空母が「時代遅れ」だって?中国が航空母艦の永続を保証する結果へ(19fortyfive)

 


Nimitz-Class Aircraft Carrier. Image Credit: U.S. Navy

アメリカのニミッツ級空母USSハリー・S・トルーマン



国の攻撃的な軍事姿勢、特に台湾への姿勢が皮肉にも米空母の戦略的重要性の継続につながっている。 空母の脆弱性についての議論にもかかわらず、インド太平洋における海洋支配の緊急の必要性から、米国は空母艦隊に依存し続けている。


アメリカの空母支配が続くのは中国のおかげ:北京の指導者たちが次の「黄金の種族」になるかのように振る舞っていなければ、アメリカの空母艦隊はモスボール船団、浮遊博物館、あるいは人工岩礁の候補になてっていたかもしれない。

 しかし、そうならなかった。 トランプ政権は、空母中心の艦隊運用の寿命をもう1世代延長する公算が大きい。 その理由は以下の通りだ。


空母は米海軍のため航海を続ける

象徴的で不遜なコメディ『ブレージング・サドル』(1974年)で最も印象的なセリフだったのは、「モンゴは撃たないほうがいい。 怒らせてしまうかもしれないから」。これはおそらく、中国指導部が攻撃的な作戦に乗り出す前に考えたそうな提案であり、台湾を軍事力で支配する能力と意志を常に誇示している。短期的には、空母戦力の増強以外に、インド太平洋における海上支配力を示す選択肢がアメリカにはない。

 その結果、アメリカは海、空、サイバー、宇宙戦力への投資を行い、空母の有用性を当面の間だけでなく、北京の現在の構成員が死んで葬り去られるまで拡大する可能性が高い。


海上のパワー・ダイナミクス

キルシステムの継続的な有用性は、消費者の選択よりも文脈によって決まる......武器はファッションと異なり、気まぐれには廃れない。 現在および将来の兵器を米海軍が選択す上で、コンテクストがすべてである。

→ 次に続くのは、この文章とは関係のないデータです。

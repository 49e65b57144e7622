//! Region emission
//!
//! Walks the boundary tree in document order. A boundary without tables
//! becomes one region as a whole; otherwise a [`Region`] is emitted for
//! every gap between consecutive tables of the boundary, but only while the
//! walk is inside the selection. The walk state is a [`Phase`] threaded
//! through each call: it turns `InSelection` on entering the cell that holds
//! the selection start and `AfterSelection` on leaving the cell that holds
//! the selection end.

use super::boundary::BoundaryTree;
use super::Region;
use crate::dom::{Document, NodeId, SelectionRange, Tag};
use log::debug;

/// Where the walk is relative to the selection.
#[derive(Debug, Clone, Copy, PartialEq, Eq)]
pub enum Phase {
    BeforeSelection,
    InSelection,
    AfterSelection,
}

/// Emit the regions of a boundary tree, in document order.
pub fn emit_regions(
    doc: &Document,
    tree: &BoundaryTree,
    root: NodeId,
    range: &SelectionRange,
) -> Vec<Region> {
    let (start, end) = range.normalized(doc);
    let emitter = Emitter {
        doc,
        tree,
        range,
        start_cell: doc
            .closest_ancestor(start.node, root, Tag::is_cell)
            .unwrap_or(root),
        end_cell: doc
            .closest_ancestor(end.node, root, Tag::is_cell)
            .unwrap_or(root),
    };

    let mut regions = Vec::new();
    if !tree.is_empty() {
        emitter.walk(BoundaryTree::ROOT, Phase::BeforeSelection, &mut regions);
    }
    regions
}

struct Emitter<'a> {
    doc: &'a Document,
    tree: &'a BoundaryTree,
    range: &'a SelectionRange,
    start_cell: NodeId,
    end_cell: NodeId,
}

impl Emitter<'_> {
    fn walk(&self, index: usize, phase: Phase, regions: &mut Vec<Region>) -> Phase {
        let boundary = self.tree.node(index);
        let mut phase = if phase == Phase::BeforeSelection && boundary.node == self.start_cell {
            Phase::InSelection
        } else {
            phase
        };

        if boundary.groups.is_empty() {
            regions.push(Region::new(self.doc, boundary.node, self.range, None, None));
        } else {
            for i in 0..=boundary.groups.len() {
                if phase == Phase::AfterSelection {
                    break;
                }
                if phase == Phase::InSelection {
                    let before = i.checked_sub(1).map(|p| boundary.groups[p].table);
                    let after = boundary.groups.get(i).map(|g| g.table);
                    self.emit(regions, boundary.node, before, after);
                }
                if let Some(group) = boundary.groups.get(i) {
                    for &member in &group.members {
                        phase = self.walk(member, phase, regions);
                        if phase == Phase::AfterSelection {
                            break;
                        }
                    }
                }
            }
        }

        if boundary.node == self.end_cell {
            Phase::AfterSelection
        } else {
            phase
        }
    }

    fn emit(&self, regions: &mut Vec<Region>, root: NodeId, before: Option<NodeId>, after: Option<NodeId>) {
        if fences_are_valid(self.doc, root, before, after) {
            regions.push(Region::new(self.doc, root, self.range, before, after));
        } else {
            debug!(
                "Dropping empty region in {} between {:?} and {:?}",
                root, before, after
            );
        }
    }
}

/// Whether the gap between two fences under `root` holds any content.
fn fences_are_valid(doc: &Document, root: NodeId, before: Option<NodeId>, after: Option<NodeId>) -> bool {
    if doc.first_child(root).is_none() {
        return false;
    }

    let before_next = before.and_then(|fence| doc.leaf_sibling(root, fence, true, true));
    let after_previous = after.and_then(|fence| doc.leaf_sibling(root, fence, false, true));

    let before_valid = before.map_or(true, |fence| {
        doc.contains(root, fence) && before_next.is_some_and(|leaf| doc.contains(root, leaf))
    });
    let after_valid = after.map_or(true, |fence| {
        doc.contains(root, fence) && after_previous.is_some_and(|leaf| doc.contains(root, leaf))
    });

    let pair_valid = match (before, after) {
        (Some(before), Some(after)) => {
            !doc.contains_or_same(before, after)
                && !after_previous.is_some_and(|leaf| doc.contains_or_same(before, leaf))
                && !doc.contains_or_same(after, before)
                && !before_next.is_some_and(|leaf| doc.contains_or_same(after, leaf))
        }
        _ => true,
    };

    before_valid && after_valid && pair_valid
}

 コンテクストは地理から始まる。 米国が、台湾のような第一列島線での明白な侵略を抑止する能力を喪失したとしよう。 その場合、アメリカはインド太平洋の大国としての地位を失うことになる。

 現政権が制海権の重要性を理解していることを示すシグナルとして、トランプ陣営が海洋能力と能力の強化に執念を燃やしていることほど明確なものはない。ワシントンは北京に対し、第1列島線と第2列島線での競争でフリーランチは終わったという非常に強いシグナルを送っている。

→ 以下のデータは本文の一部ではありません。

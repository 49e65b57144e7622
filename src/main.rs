//! listscope - Command Line Entry Point
//!
//! Loads a markdown file, applies one list command to a range of blocks and
//! prints the resulting HTML.

use std::fs;
use std::path::PathBuf;
use std::process;

use clap::{Parser, ValueEnum};
use listscope::config::{load_config, load_config_from, save_config_silent, Settings};
use listscope::dom::html::{generate_html_document, to_html};
use listscope::dom::{Document, NodeId, Position, SelectionRange};
use listscope::list::Indentation;
use listscope::markdown::parse_markdown_with_options;
use listscope::{set_indentation, toggle_bullet, toggle_numbering, Error, Result};
use log::{debug, error, info};

/// List command to apply.
#[derive(Debug, Clone, Copy, PartialEq, Eq, ValueEnum)]
enum Command {
    /// Toggle a bulleted list
    Bullet,
    /// Toggle a numbered list
    Numbering,
    /// Indent list items or quote plain blocks
    Indent,
    /// Outdent list items or unquote plain blocks
    Outdent,
}

#[derive(Parser)]
#[command(name = "listscope")]
#[command(about = "Apply list editing commands to a markdown document")]
struct Cli {
    /// Input Markdown file
    input: PathBuf,

    /// Command to apply to the selection
    #[arg(value_enum)]
    command: Command,

    /// First selected block (0-based, table cells count as blocks)
    #[arg(long, default_value_t = 0)]
    from: usize,

    /// Last selected block (defaults to the last block of the document)
    #[arg(long)]
    to: Option<usize>,

    /// Settings file to use instead of the user configuration
    #[arg(short, long)]
    config: Option<PathBuf>,

    /// Print a standalone HTML page instead of a fragment
    #[arg(long)]
    document: bool,

    /// Save the effective settings to the user configuration
    #[arg(long)]
    write_config: bool,
}

fn main() {
    env_logger::Builder::from_env(env_logger::Env::default().default_filter_or("info")).init();

    let cli = Cli::parse();
    match run(&cli) {
        Ok(html) => println!("{}", html),
        Err(e) => {
            error!("{}", e);
            eprintln!("Error: {}", e);
            process::exit(1);
        }
    }
}

fn run(cli: &Cli) -> Result<String> {
    let settings = match &cli.config {
        Some(path) => load_config_from(path)?,
        None => load_config(),
    };
    if cli.write_config && save_config_silent(&settings) {
        info!("Saved settings to the user configuration");
    }

    let markdown = fs::read_to_string(&cli.input).map_err(|e| Error::FileRead {
        path: cli.input.clone(),
        source: e,
    })?;
    let mut doc = parse_markdown_with_options(&markdown, &settings.markdown)?;
    info!("Loaded {}", cli.input.display());

    let range = block_range(&doc, cli.from, cli.to)?;
    let root = doc.root();
    let edited = apply(&mut doc, root, &range, cli.command, &settings)?;
    debug!("{:?} edited {} region(s)", cli.command, edited);

    let title = cli.input.file_stem().and_then(|s| s.to_str());
    Ok(if cli.document {
        generate_html_document(&doc, title)
    } else {
        to_html(&doc, root)
    })
}

fn apply(
    doc: &mut Document,
    root: NodeId,
    range: &SelectionRange,
    command: Command,
    settings: &Settings,
) -> Result<usize> {
    match command {
        Command::Bullet => toggle_bullet(doc, root, range, settings),
        Command::Numbering => toggle_numbering(doc, root, range, settings),
        Command::Indent => set_indentation(doc, root, range, Indentation::Increase, settings),
        Command::Outdent => set_indentation(doc, root, range, Indentation::Decrease, settings),
    }
}

/// Selection from the start of block `from` to the end of block `to`.
fn block_range(doc: &Document, from: usize, to: Option<usize>) -> Result<SelectionRange> {
    let blocks = doc.block_elements(doc.root(), false);
    if blocks.is_empty() {
        return Err(Error::InvalidSelection("document has no blocks".to_string()));
    }

    let to = to.unwrap_or(blocks.len() - 1);
    let (Some(first), Some(last)) = (blocks.get(from), blocks.get(to)) else {
        return Err(Error::InvalidSelection(format!(
            "blocks {}..={} out of range (document has {})",
            from,
            to,
            blocks.len()
        )));
    };
    if from > to {
        return Err(Error::InvalidSelection(format!(
            "start block {} is after end block {}",
            from, to
        )));
    }

    Ok(SelectionRange::new(
        doc,
        Position::begin(first.start_node()),
        Position::end(doc, last.end_node()),
    ))
}
//! Settings and configuration types for listscope
//!
//! This module defines the user preferences consulted by list editing and
//! markdown import. Settings are serialized to JSON for persistence.

use serde::{Deserialize, Serialize};

// ─────────────────────────────────────────────────────────────────────────────
// Markdown Import Settings
// ─────────────────────────────────────────────────────────────────────────────

/// GFM extensions enabled when importing markdown.
#[derive(Debug, Clone, Copy, PartialEq, Eq, Serialize, Deserialize)]
#[serde(default)]
pub struct MarkdownSettings {
    /// Pipe tables
    pub tables: bool,
    /// `~~strikethrough~~`
    pub strikethrough: bool,
    /// `- [ ] task` items
    pub tasklist: bool,
}

impl Default for MarkdownSettings {
    fn default() -> Self {
        Self {
            tables: true,
            strikethrough: true,
            tasklist: true,
        }
    }
}

// ─────────────────────────────────────────────────────────────────────────────
// Main Settings Struct
// ─────────────────────────────────────────────────────────────────────────────

/// User preferences.
///
/// All fields have sensible defaults via the `Default` trait and `#[serde(default)]`.
#[derive(Debug, Clone, PartialEq, Serialize, Deserialize)]
#[serde(default)]
pub struct Settings {
    /// `list-style-type` cycled through by ordered list depth.
    /// `None` leaves the browser default for that depth.
    pub ordered_list_styles: Vec<Option<String>>,

    /// Markdown import options
    pub markdown: MarkdownSettings,
}

impl Default for Settings {
    fn default() -> Self {
        Self {
            ordered_list_styles: Self::default_ordered_list_styles(),
            markdown: MarkdownSettings::default(),
        }
    }
}

impl Settings {
    /// Maximum number of entries in the ordered list style cycle.
    pub const MAX_ORDERED_LIST_STYLES: usize = 9;

    /// The default style cycle: decimal, then letters, then roman numerals.
    pub fn default_ordered_list_styles() -> Vec<Option<String>> {
        vec![
            None,
            Some("lower-alpha".to_string()),
            Some("lower-roman".to_string()),
        ]
    }

    /// Sanitize settings after loading a possibly hand-edited file.
    pub fn sanitize(&mut self) {
        // Blank style names mean "no style"
        for style in &mut self.ordered_list_styles {
            if style.as_deref().is_some_and(|s| s.trim().is_empty()) {
                *style = None;
            } else if let Some(s) = style {
                *s = s.trim().to_string();
            }
        }

        if self.ordered_list_styles.is_empty() {
            self.ordered_list_styles = Self::default_ordered_list_styles();
        }
        self.ordered_list_styles
            .truncate(Self::MAX_ORDERED_LIST_STYLES);
    }

    /// Load settings and sanitize them to ensure validity.
    pub fn from_json_sanitized(json: &str) -> Result<Self, serde_json::Error> {
        let mut settings: Self = serde_json::from_str(json)?;
        settings.sanitize();
        Ok(settings)
    }
}

// ─────────────────────────────────────────────────────────────────────────────
// Tests
// ─────────────────────────────────────────────────────────────────────────────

 とはいえ、アメリカ政府は、中国の目標は2027年までに台湾を武力で奪取できるだけの戦闘力を持つことだという評価を真摯に受け止めているようだ。これは開始時期ではなく、もしアメリカ側が早急に北京の注意を引きたいのであれば、中国を引き下がらせ、手を引かせるための目印となる。

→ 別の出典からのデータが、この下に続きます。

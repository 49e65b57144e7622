//! Configuration file persistence for listscope
//!
//! This module handles loading and saving configuration files to
//! platform-specific directories with robust error handling and
//! graceful fallback to defaults.

use crate::config::Settings;
use crate::error::{Error, Result, ResultExt};
use log::{debug, info, warn};
use std::fs;
use std::path::{Path, PathBuf};

// ─────────────────────────────────────────────────────────────────────────────
// Constants
// ─────────────────────────────────────────────────────────────────────────────

/// Application name used for the config directory
const APP_NAME: &str = "listscope";

/// Configuration file name
const CONFIG_FILE_NAME: &str = "config.json";

/// Backup file extension (used during atomic writes)
const BACKUP_EXTENSION: &str = "json.bak";

// ─────────────────────────────────────────────────────────────────────────────
// Platform-Specific Directory Resolution
// ─────────────────────────────────────────────────────────────────────────────

/// Get the platform-specific configuration directory for the application.
///
/// Returns the appropriate directory based on the operating system:
/// - **Windows**: `%APPDATA%\listscope\`
/// - **macOS**: `~/Library/Application Support/listscope/`
/// - **Linux**: `~/.config/listscope/`
///
/// # Errors
///
/// Returns `Error::ConfigDirNotFound` if the config directory cannot be determined
/// (e.g., if the HOME environment variable is not set).
pub fn get_config_dir() -> Result<PathBuf> {
    dirs::config_dir()
        .map(|base| base.join(APP_NAME))
        .ok_or(Error::ConfigDirNotFound)
}

/// Get the full path to the configuration file.
pub fn get_config_file_path() -> Result<PathBuf> {
    Ok(get_config_dir()?.join(CONFIG_FILE_NAME))
}

/// Ensure the directory holding `path` exists, creating it if necessary.
fn ensure_parent_dir(path: &Path) -> Result<()> {
    if let Some(dir) = path.parent() {
        if !dir.as_os_str().is_empty() && !dir.exists() {
            debug!("Creating config directory: {}", dir.display());
            fs::create_dir_all(dir).map_err(|e| Error::ConfigSave {
                path: dir.to_path_buf(),
                source: Box::new(e),
            })?;
        }
    }
    Ok(())
}

// ─────────────────────────────────────────────────────────────────────────────
// Load Configuration
// ─────────────────────────────────────────────────────────────────────────────

/// Load configuration from the default config file location.
///
/// # Behavior
///
/// 1. If the config file exists and is valid JSON, load and sanitize it
/// 2. If the config file doesn't exist, return default settings
/// 3. If the config file is corrupted/invalid, log a warning and return defaults
pub fn load_config() -> Settings {
    get_config_file_path()
        .and_then(|path| load_config_from(&path))
        .unwrap_or_warn_default(Settings::default(), "Failed to load configuration")
}

/// Load configuration from an explicit path.
///
/// A missing or empty file yields default settings.
///
/// # Errors
///
/// - `Error::ConfigLoad`: the file exists but cannot be read
/// - `Error::ConfigParse`: the file is not valid settings JSON
pub fn load_config_from(config_path: &Path) -> Result<Settings> {
    if !config_path.exists() {
        debug!(
            "Config file not found at {}, using defaults",
            config_path.display()
        );
        return Ok(Settings::default());
    }

    debug!("Loading config from: {}", config_path.display());

    let contents = fs::read_to_string(config_path).map_err(|e| Error::ConfigLoad {
        path: config_path.to_path_buf(),
        source: Box::new(e),
    })?;

    if contents.trim().is_empty() {
        debug!("Config file is empty, using defaults");
        return Ok(Settings::default());
    }

    let settings = Settings::from_json_sanitized(&contents).map_err(|e| {
        warn!(
            "Config file at {} contains invalid JSON: {}",
            config_path.display(),
            e
        );
        Error::ConfigParse {
            message: format!("Failed to parse config file: {}", e),
            source: Some(Box::new(e)),
        }
    })?;

    info!(
        "Configuration loaded successfully from {}",
        config_path.display()
    );
    Ok(settings)
}

// ─────────────────────────────────────────────────────────────────────────────
// Save Configuration
// ─────────────────────────────────────────────────────────────────────────────

/// Save configuration to the default config file location.
///
/// # Errors
///
/// - `Error::ConfigDirNotFound`: Config directory cannot be determined
/// - `Error::ConfigSave`: Failed to write the config file
pub fn save_config(settings: &Settings) -> Result<()> {
    save_config_to(settings, &get_config_file_path()?)
}

/// Save configuration to an explicit path.
///
/// This performs an atomic write by writing a backup file next to the
/// target and then renaming it over the original.
pub fn save_config_to(settings: &Settings, config_path: &Path) -> Result<()> {
    ensure_parent_dir(config_path)?;
    let backup_path = config_path.with_extension(BACKUP_EXTENSION);

    debug!("Saving config to: {}", config_path.display());

    let json = serde_json::to_string_pretty(settings).map_err(|e| Error::ConfigSave {
        path: config_path.to_path_buf(),
        source: Box::new(e),
    })?;

    fs::write(&backup_path, &json).map_err(|e| Error::ConfigSave {
        path: backup_path.clone(),
        source: Box::new(e),
    })?;

    fs::rename(&backup_path, config_path).map_err(|e| Error::ConfigSave {
        path: config_path.to_path_buf(),
        source: Box::new(e),
    })?;

    info!(
        "Configuration saved successfully to {}",
        config_path.display()
    );
    Ok(())
}

/// Save configuration, ignoring errors.
///
/// Returns `true` if the save was successful, `false` otherwise.
pub fn save_config_silent(settings: &Settings) -> bool {
    report_save(save_config(settings))
}

fn report_save(result: Result<()>) -> bool {
    match result {
        Ok(()) => true,
        Err(e) => {
            warn!("Failed to save configuration: {}", e);
            false
        }
    }
}

// ─────────────────────────────────────────────────────────────────────────────
// Tests
// ─────────────────────────────────────────────────────────────────────────────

 しかし、まったく異なる海軍を整備するには、3年では時間が足りない。間違いなく、ワシントンはもっと多くの艦船を海に浮かべたいのだ。 絶対的な最優先事項は、ヴァージニア級とコロンビア級潜水艦だ。

米海軍はおそらく、より多くの潜水艦をより早く製造するために、空母含むあらゆるプログラムから、ありとあらゆるドルを剥奪するだろう。 しかし、ブーマー建造はお金だけの問題ではない。 アメリカ政府は、潜水艦建造の産業基盤に何百万ドルもの資金を投じ続けている。

 しかし、両クラスの潜水艦の生産率は近年、加速するどころかむしろ低下している。要するに、3年後に中国を牽制するために劇的に変化した海軍を物理的に提供できるだけの資金が国庫にないのだ。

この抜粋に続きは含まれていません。